# [About this task]
What lines below mention the word "MissingDestination"? Copy each one.

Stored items
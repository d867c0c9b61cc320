//! Relays an inbound attachment to the gateway's `sendMedia` endpoint.

use crate::bot::state::{SessionStore, UploadKind};
use crate::bot::transport::{
    Attachment, AttachmentKind, ConversationId, InboundTransport, TransportError,
};
use crate::config::TELEGRAM_MAX_DOWNLOAD_BYTES;
use crate::gateway::{GatewayClient, GatewayResponse, MediaFile};
use crate::utils::retry_telegram_operation;
use std::sync::Arc;
use thiserror::Error;
use tracing::{info, warn};

/// Fallback MIME type for documents without a declared type
const DEFAULT_DOCUMENT_MIME: &str = "application/octet-stream";

/// Errors that stop an attachment before it reaches the gateway
#[derive(Error, Debug)]
pub enum RelayError {
    /// The attachment could not be fetched from the transport
    #[error("download failed: {0}")]
    Download(#[from] TransportError),
    /// No destination address is configured
    #[error("no destination configured (TEST_PHONE_NUMBER)")]
    MissingDestination,
    /// The attachment exceeds what the transport lets bots download
    #[error("file too large: {size} bytes (max {limit})")]
    TooLarge {
        /// Declared size
        size: u32,
        /// Download limit
        limit: u32,
    },
}

/// Terminal result of one inbound attachment
#[derive(Debug)]
pub enum RelayOutcome {
    /// Nothing was armed, the attachment is unsolicited
    Ignored,
    /// The attachment does not match the armed expectation
    Mismatch {
        /// What the conversation was waiting for
        expected: UploadKind,
        /// What arrived
        received: AttachmentKind,
    },
    /// The gateway was called; its response is to be relayed
    Delivered(GatewayResponse),
    /// Download or preparation failed
    Failed(RelayError),
}

/// Bridges inbound attachments to gateway media messages
#[derive(Clone)]
pub struct MediaRelay {
    transport: Arc<dyn InboundTransport>,
    gateway: Arc<GatewayClient>,
    sessions: SessionStore,
    instance: String,
    destination: Option<String>,
}

impl MediaRelay {
    /// Creates a relay sending through `instance` to `destination`.
    #[must_use]
    pub fn new(
        transport: Arc<dyn InboundTransport>,
        gateway: Arc<GatewayClient>,
        sessions: SessionStore,
        instance: String,
        destination: Option<String>,
    ) -> Self {
        Self {
            transport,
            gateway,
            sessions,
            instance,
            destination,
        }
    }

    /// Handles one inbound attachment.
    ///
    /// The conversation's expectation is consumed before anything else, so it
    /// is cleared exactly once whatever the outcome.
    pub async fn relay(&self, conversation: ConversationId, attachment: &Attachment) -> RelayOutcome {
        let Some(expected) = self.sessions.consume_expectation(conversation).await else {
            return RelayOutcome::Ignored;
        };

        if !expected.accepts(attachment.kind) {
            info!(
                conversation,
                expected = expected.label(),
                received = attachment.kind.label(),
                "Attachment does not match armed expectation"
            );
            return RelayOutcome::Mismatch {
                expected,
                received: attachment.kind,
            };
        }

        match self.forward(attachment).await {
            Ok(response) => RelayOutcome::Delivered(response),
            Err(e) => {
                warn!(conversation, "Media relay failed: {e}");
                RelayOutcome::Failed(e)
            }
        }
    }

    async fn forward(&self, attachment: &Attachment) -> Result<GatewayResponse, RelayError> {
        let destination = self
            .destination
            .as_deref()
            .ok_or(RelayError::MissingDestination)?;

        if let Some(size) = attachment.file_size {
            if size > TELEGRAM_MAX_DOWNLOAD_BYTES {
                return Err(RelayError::TooLarge {
                    size,
                    limit: TELEGRAM_MAX_DOWNLOAD_BYTES,
                });
            }
        }

        let bytes =
            retry_telegram_operation(|| self.transport.download(&attachment.file_ref)).await?;
        let file = media_file(attachment, bytes);
        info!(
            file_name = %file.file_name,
            mime_type = %file.mime_type,
            size = file.bytes.len(),
            "Relaying attachment to gateway"
        );

        let caption = format!("Sent via bot ({})", file.file_name);
        Ok(self
            .gateway
            .send_media(&self.instance, destination, &caption, file)
            .await)
    }
}

/// Applies per-kind file name and MIME defaults.
fn media_file(attachment: &Attachment, bytes: Vec<u8>) -> MediaFile {
    let (file_name, mime_type) = match attachment.kind {
        AttachmentKind::Photo => ("image.jpg".to_string(), "image/jpeg".to_string()),
        AttachmentKind::Voice => ("voice.ogg".to_string(), "audio/ogg".to_string()),
        AttachmentKind::Audio => (
            attachment
                .file_name
                .clone()
                .unwrap_or_else(|| "audio.ogg".to_string()),
            attachment
                .mime_type
                .clone()
                .unwrap_or_else(|| "audio/ogg".to_string()),
        ),
        AttachmentKind::Document => (
            attachment
                .file_name
                .clone()
                .unwrap_or_else(|| "file".to_string()),
            attachment
                .mime_type
                .clone()
                .unwrap_or_else(|| DEFAULT_DOCUMENT_MIME.to_string()),
        ),
    };
    MediaFile {
        file_name,
        mime_type,
        bytes,
    }
}

#[cfg(test)]
mod tests {
    use super::*;
    use crate::bot::transport::MockInboundTransport;
    use std::time::Duration;

    fn attachment(kind: AttachmentKind) -> Attachment {
        Attachment {
            kind,
            file_ref: "file-1".to_string(),
            file_name: None,
            mime_type: None,
            file_size: Some(3),
        }
    }

    fn relay_with(transport: MockInboundTransport, destination: Option<&str>) -> MediaRelay {
        // Port 9 (discard) on localhost is never a gateway
        let gateway = Arc::new(GatewayClient::new("http://127.0.0.1:9", None));
        MediaRelay::new(
            Arc::new(transport),
            gateway,
            SessionStore::new(Duration::from_secs(60), 100),
            "defaultbot".to_string(),
            destination.map(ToString::to_string),
        )
    }

    #[tokio::test]
    async fn test_unsolicited_attachment_is_ignored() {
        let mut transport = MockInboundTransport::new();
        transport.expect_download().never();
        let relay = relay_with(transport, Some("5511"));

        let outcome = relay.relay(1, &attachment(AttachmentKind::Photo)).await;
        assert!(matches!(outcome, RelayOutcome::Ignored));
    }

    #[tokio::test]
    async fn test_mismatch_consumes_expectation() {
        let mut transport = MockInboundTransport::new();
        transport.expect_download().never();
        let relay = relay_with(transport, Some("5511"));
        relay.sessions.set_expectation(1, UploadKind::Document).await;

        let outcome = relay.relay(1, &attachment(AttachmentKind::Photo)).await;
        assert!(matches!(
            outcome,
            RelayOutcome::Mismatch {
                expected: UploadKind::Document,
                received: AttachmentKind::Photo
            }
        ));
        assert_eq!(relay.sessions.pending(1).await, None);
    }

    #[tokio::test]
    async fn test_oversized_attachment_fails_without_download() {
        let mut transport = MockInboundTransport::new();
        transport.expect_download().never();
        let relay = relay_with(transport, Some("5511"));
        relay.sessions.set_expectation(1, UploadKind::Document).await;

        let mut big = attachment(AttachmentKind::Document);
        big.file_size = Some(TELEGRAM_MAX_DOWNLOAD_BYTES + 1);

        let outcome = relay.relay(1, &big).await;
        assert!(matches!(
            outcome,
            RelayOutcome::Failed(RelayError::TooLarge { .. })
        ));
        assert_eq!(relay.sessions.pending(1).await, None);
    }

    #[tokio::test]
    async fn test_missing_destination_fails() {
        let mut transport = MockInboundTransport::new();
        transport.expect_download().never();
        let relay = relay_with(transport, None);
        relay.sessions.set_expectation(1, UploadKind::Image).await;

        let outcome = relay.relay(1, &attachment(AttachmentKind::Photo)).await;
        assert!(matches!(
            outcome,
            RelayOutcome::Failed(RelayError::MissingDestination)
        ));
    }

    #[test]
    fn test_media_defaults() {
        let voice = media_file(&attachment(AttachmentKind::Voice), vec![1]);
        assert_eq!(voice.file_name, "voice.ogg");
        assert_eq!(voice.mime_type, "audio/ogg");

        let photo = media_file(&attachment(AttachmentKind::Photo), vec![1]);
        assert_eq!(photo.file_name, "image.jpg");
        assert_eq!(photo.mime_type, "image/jpeg");

        let doc = media_file(&attachment(AttachmentKind::Document), vec![1]);
        assert_eq!(doc.file_name, "file");
        assert_eq!(doc.mime_type, DEFAULT_DOCUMENT_MIME);

        let mut named = attachment(AttachmentKind::Document);
        named.file_name = Some("report.pdf".to_string());
        named.mime_type = Some("application/pdf".to_string());
        let doc = media_file(&named, vec![1]);
        assert_eq!(doc.file_name, "report.pdf");
        assert_eq!(doc.mime_type, "application/pdf");
    }
}
mod app_state;
mod availability;
mod config;
mod gate;
mod models;
mod repository;
mod routes;
mod store;
pub use app_state::AppState;
pub use config::Config;

use crate::routes::make_app;
use dotenv::dotenv;
use std::error::Error;
use tokio::net::TcpListener;

#[tokio::main]
async fn main() -> Result<(), Box<dyn Error>> {
    if dotenv().is_err() {
        println!("Starting server without .env file.");
    }
    let app = make_app()?;
    let listener = TcpListener::bind("0.0.0.0:5000").await?;
    println!("🚀 Server started successfully");
    axum::serve(listener, app).await?;
    Ok(())
}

# [Written answer]
    MissingDestination,
            .ok_or(RelayError::MissingDestination)?;
            RelayOutcome::Failed(RelayError::MissingDestination)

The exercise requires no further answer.